On 9/1/23 10:50, Saku Ytti wrote:
It is a very plausible theory, and everyone has this problem to a lesser or greater degree. There was a time when edge interfaces were much lower capacity than backbone interfaces, but I don't think that time will ever come back. So this problem is systemic. Luckily there is quite a reasonable solution to the problem, called 'adaptive load balancing', where software monitors balancing, and biases the hash_result => egress_interface tables to improve balancing when dealing with elephant flows.

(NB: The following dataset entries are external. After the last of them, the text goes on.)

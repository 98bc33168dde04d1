//! Transformation module.
//!
//! This module handles CSV to record transformation:
//! - DSL: Mapping rules, value construction and the execution engine
//! - Pipeline: Main transformation pipeline

pub mod dsl;
pub mod pipeline;

pub use dsl::*;
pub use pipeline::*;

We didn't have much success with FAT when the PE was an MX480 and the P a CRS-X (FP40 + FP140 line cards). This was regardless of whether the core links were native IP/MPLS or 802.1AX. When we switched our P devices to PTX1000 and PTX10001, we've had surprisingly good performance of all manner of traffic across native IP/MPLS and 802.1AX links, even without explicitly configuring FAT for EoMPLS traffic. Of course, our policy is to never transport EoMPLS servics in excess of 40Gbps. Once a customer requires 41Gbps of EoMPLS service or more, we move them to EoDWDM. Cheaper and more scalable that way. It does help that we operate both a Transport and IP/MPLS network, but I understand this may not be the case for most networks. Mark.